Re: [LAU] Bitwig: what we can learn from it

From: Esteban Viveros <emviveros@email-addr-hidden>
Date: Mon Mar 31 2014 - 16:33:47 EEST

How I understand some points discussed here...

First point: Make music is make the kind of music wich you learn to
recognize how music (included the term "good music" at all).

Second point: Make a perfect track can be beyond make a perfect music
structure as make a good sound (included to make sound like mainstream
does).

I'm primarily a user, starting tending to developer recently, but my aims
are make music, and help to make music easily.

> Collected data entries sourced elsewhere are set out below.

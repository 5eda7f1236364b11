//! Capture-avoiding substitution.
//!
//! Replaces free occurrences of identifiers with replacement trees. A
//! binder with the same name as a source shadows it. A binder that would
//! capture a name free in a replacement is renamed first; on trees already
//! made hygienic by the alias resolver this never happens and the
//! substitution is purely structural.

use std::collections::{HashMap, HashSet};

use crate::ast::Ast;
use crate::ident::{Ident, IdentName};
use crate::naming::NamingState;

/// A simultaneous mapping from identifiers to replacement trees.
#[derive(Debug, Clone, Default, PartialEq)]
pub struct Substitution {
    map: HashMap<IdentName, Ast>,
}

impl Substitution {
    /// An empty substitution.
    pub fn new() -> Self {
        Self::default()
    }

    /// Map a single identifier.
    pub fn single(from: &Ident, to: Ast) -> Self {
        Self::new().with(from, to)
    }

    /// This substitution plus `from := to`. A later mapping for the same
    /// name replaces an earlier one.
    #[must_use]
    pub fn with(mut self, from: &Ident, to: Ast) -> Self {
        self.map.insert(from.ident_name(), to);
        self
    }

    /// Whether there is nothing to substitute.
    pub fn is_empty(&self) -> bool {
        self.map.is_empty()
    }

    /// The replacement for `name`, if any.
    pub fn get(&self, name: &str) -> Option<&Ast> {
        self.map.get(name)
    }

    /// Names being replaced.
    pub fn sources(&self) -> impl Iterator<Item = &IdentName> {
        self.map.keys()
    }

    /// Names free in any replacement.
    pub fn free_in_replacements(&self) -> HashSet<IdentName> {
        self.map.values().flat_map(Ast::free_idents).collect()
    }

    /// The mappings still live under `binders`: not shadowed by one of
    /// them and free in the scope body.
    fn live_under(&self, binders: &[Ident], free: &HashSet<IdentName>) -> Self {
        let map = self
            .map
            .iter()
            .filter(|(name, _)| free.contains(*name))
            .filter(|(name, _)| !binders.iter().any(|b| b.name() == name.as_str()))
            .map(|(name, ast)| (name.clone(), ast.clone()))
            .collect();
        Self { map }
    }
}

impl Ast {
    /// Replace free occurrences of `from` with `to`.
    #[must_use]
    pub fn substitute(self, from: &Ident, to: Ast) -> Self {
        self.substitute_all(&Substitution::single(from, to))
    }

    /// Apply every mapping of `subst` simultaneously.
    #[must_use]
    pub fn substitute_all(self, subst: &Substitution) -> Self {
        if subst.is_empty() {
            return self;
        }
        substitute(self, subst)
    }
}

fn substitute_boxed(ast: Box<Ast>, subst: &Substitution) -> Box<Ast> {
    Box::new(substitute(*ast, subst))
}

/// Substitute inside the scope of `binders`, renaming any binder that would
/// capture a free name of the replacements.
fn substitute_under(binders: Vec<Ident>, body: Ast, subst: &Substitution) -> (Vec<Ident>, Ast) {
    let free = body.free_idents();
    let inner = subst.live_under(&binders, &free);
    if inner.is_empty() {
        return (binders, body);
    }

    let capturing = inner.free_in_replacements();
    if !binders.iter().any(|b| capturing.contains(b.name())) {
        return (binders, substitute(body, &inner));
    }

    let mut avoid = NamingState::seeded(
        capturing
            .iter()
            .chain(inner.sources())
            .chain(free.iter())
            .cloned()
            .chain(binders.iter().map(Ident::ident_name)),
    );
    let mut renaming = Substitution::new();
    let mut renamed = Vec::with_capacity(binders.len());
    for binder in binders {
        if capturing.contains(binder.name()) {
            let fresh = avoid.fresh(&binder);
            avoid = avoid.with(fresh.ident_name());
            renaming = renaming.with(&binder, Ast::Ident(fresh.clone()));
            renamed.push(fresh);
        } else {
            renamed.push(binder);
        }
    }
    let body = substitute(body, &renaming);
    (renamed, substitute(body, &inner))
}

/// Substitute under a single binder.
fn substitute_under_one(alias: Ident, body: Box<Ast>, subst: &Substitution) -> (Ident, Box<Ast>) {
    let (mut binders, body) = substitute_under(vec![alias], *body, subst);
    let alias = binders.remove(0);
    (alias, Box::new(body))
}

fn substitute(ast: Ast, subst: &Substitution) -> Ast {
    match ast {
        Ast::Ident(ident) => match subst.get(ident.name()) {
            Some(replacement) => replacement.clone(),
            None => Ast::Ident(ident),
        },
        Ast::Map { query, alias, body } => {
            let query = substitute_boxed(query, subst);
            let (alias, body) = substitute_under_one(alias, body, subst);
            Ast::Map { query, alias, body }
        }
        Ast::FlatMap { query, alias, body } => {
            let query = substitute_boxed(query, subst);
            let (alias, body) = substitute_under_one(alias, body, subst);
            Ast::FlatMap { query, alias, body }
        }
        Ast::ConcatMap { query, alias, body } => {
            let query = substitute_boxed(query, subst);
            let (alias, body) = substitute_under_one(alias, body, subst);
            Ast::ConcatMap { query, alias, body }
        }
        Ast::Filter { query, alias, body } => {
            let query = substitute_boxed(query, subst);
            let (alias, body) = substitute_under_one(alias, body, subst);
            Ast::Filter { query, alias, body }
        }
        Ast::GroupBy { query, alias, body } => {
            let query = substitute_boxed(query, subst);
            let (alias, body) = substitute_under_one(alias, body, subst);
            Ast::GroupBy { query, alias, body }
        }
        Ast::DistinctOn { query, alias, body } => {
            let query = substitute_boxed(query, subst);
            let (alias, body) = substitute_under_one(alias, body, subst);
            Ast::DistinctOn { query, alias, body }
        }
        Ast::Foreach { query, alias, body } => {
            let query = substitute_boxed(query, subst);
            let (alias, body) = substitute_under_one(alias, body, subst);
            Ast::Foreach { query, alias, body }
        }
        Ast::SortBy {
            query,
            alias,
            criteria,
            ordering,
        } => {
            let query = substitute_boxed(query, subst);
            let (alias, criteria) = substitute_under_one(alias, criteria, subst);
            Ast::SortBy {
                query,
                alias,
                criteria,
                ordering,
            }
        }
        Ast::FlatJoin {
            kind,
            query,
            alias,
            on,
        } => {
            let query = substitute_boxed(query, subst);
            let (alias, on) = substitute_under_one(alias, on, subst);
            Ast::FlatJoin {
                kind,
                query,
                alias,
                on,
            }
        }
        Ast::Join {
            kind,
            a,
            b,
            alias_a,
            alias_b,
            on,
        } => {
            let a = substitute_boxed(a, subst);
            let b = substitute_boxed(b, subst);
            let (mut aliases, on) = substitute_under(vec![alias_a, alias_b], *on, subst);
            let alias_b = aliases.remove(1);
            let alias_a = aliases.remove(0);
            Ast::Join {
                kind,
                a,
                b,
                alias_a,
                alias_b,
                on: Box::new(on),
            }
        }
        Ast::Function { params, body } => {
            let (params, body) = substitute_under(params, *body, subst);
            Ast::Function {
                params,
                body: Box::new(body),
            }
        }
        Ast::Entity { .. }
        | Ast::Infix { .. }
        | Ast::Nested(_)
        | Ast::Distinct(_)
        | Ast::Take { .. }
        | Ast::Drop { .. }
        | Ast::Aggregation { .. }
        | Ast::Union { .. }
        | Ast::UnionAll { .. }
        | Ast::Property { .. }
        | Ast::BinaryOperation { .. }
        | Ast::UnaryOperation { .. }
        | Ast::Constant(_)
        | Ast::NullValue
        | Ast::Tuple(_)
        | Ast::CaseClass { .. }
        | Ast::FunctionApply { .. }
        | Ast::If { .. } => ast.map_children(|child| substitute(child, subst)),
    }
}
//! Naming state: the set of binder names already in use.
//!
//! The state is a persistent set. Extending it returns a new state and
//! leaves the original untouched, so it can be threaded by value through
//! recursive passes and shared freely across threads.

use im::HashSet;

use crate::ident::{Ident, IdentName};

/// Names already taken in the currently visible scope chain.
#[derive(Debug, Clone, Default, PartialEq, Eq)]
pub struct NamingState {
    used: HashSet<IdentName>,
}

impl NamingState {
    /// An empty state.
    pub fn new() -> Self {
        Self::default()
    }

    /// A state seeded with externally reserved names.
    pub fn seeded<I>(names: I) -> Self
    where
        I: IntoIterator<Item = IdentName>,
    {
        Self {
            used: names.into_iter().collect(),
        }
    }

    /// Whether `name` is taken.
    pub fn contains(&self, name: &str) -> bool {
        self.used.contains(name)
    }

    /// Number of taken names.
    pub fn len(&self) -> usize {
        self.used.len()
    }

    /// Whether no name is taken.
    pub fn is_empty(&self) -> bool {
        self.used.is_empty()
    }

    /// This state plus `name`.
    #[must_use]
    pub fn with(&self, name: IdentName) -> Self {
        Self {
            used: self.used.update(name),
        }
    }

    /// This state plus every name in `names`.
    #[must_use]
    pub fn with_all<I>(&self, names: I) -> Self
    where
        I: IntoIterator<Item = IdentName>,
    {
        let mut used = self.used.clone();
        used.extend(names);
        Self { used }
    }

    /// Iterate over the taken names, in no particular order.
    pub fn names(&self) -> impl Iterator<Item = &IdentName> {
        self.used.iter()
    }

    /// Pick a name for `ident` that is not taken.
    ///
    /// Returns `ident` unchanged when its name is free. Otherwise appends
    /// the lowest suffix `1, 2, 3, ...` that yields a free name.
    pub fn fresh(&self, ident: &Ident) -> Ident {
        if !self.contains(ident.name()) {
            return ident.clone();
        }
        let mut suffix: usize = 1;
        loop {
            let candidate = format!("{}{suffix}", ident.name());
            if !self.contains(&candidate) {
                return ident.renamed(candidate);
            }
            suffix += 1;
        }
    }
}

impl FromIterator<IdentName> for NamingState {
    fn from_iter<T: IntoIterator<Item = IdentName>>(iter: T) -> Self {
        Self::seeded(iter)
    }
}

About the aim to make music, I'm using how first option Ableton Live9, and
it can satisfy 90% of my needs, but this software are very expensive (it
crashes with help to make music easily). But a great goals of this kind of
software, like Live or Bitwig, are the clean interface, and drag and drop
devices, witch frees the mind to create a musical or surrounding effect,
depending on the know how. If the gay is starting, they have very usefull
presets to impulse your sound. Another kind of think very important is the
community, you can find a lot of tutorials in good quality of experient
users making those tools to work well.

Discriminating items in my comments that I would separate:

  - Interface designed at work creating the sound or musical structure as
directly as possible. Here, FalkTX with KXStudio are doing a interesting
work. I think all moment in something like Claudia Launcher in some space
on the screen to select plugins, and in a first view, only drag and drop
and it work. Can be considered an initial bundle that can only do a good
sound (that good sound must be defined previously). I'm wasting long time
experimenting interfaces, and I'm only starting to think this kind of
thinks, but the primarly aim would an interface can access the stuff
already created in linux ecosystem and organize in levels of complexity,
first drag and drop, play the instruments, arrange, ou arrange and play
wethever.. and play the song. The second level would a creative
manipulation of outputs and inputs, like happens in patchbay or claudia.
and at last third at level of programation new stuffs, like pd csound
suppercollider, maybe only integrate some project of this (that's are the
most difficult part I think). It's a idea and I'm collecting know how to
implement it in some situation on the future...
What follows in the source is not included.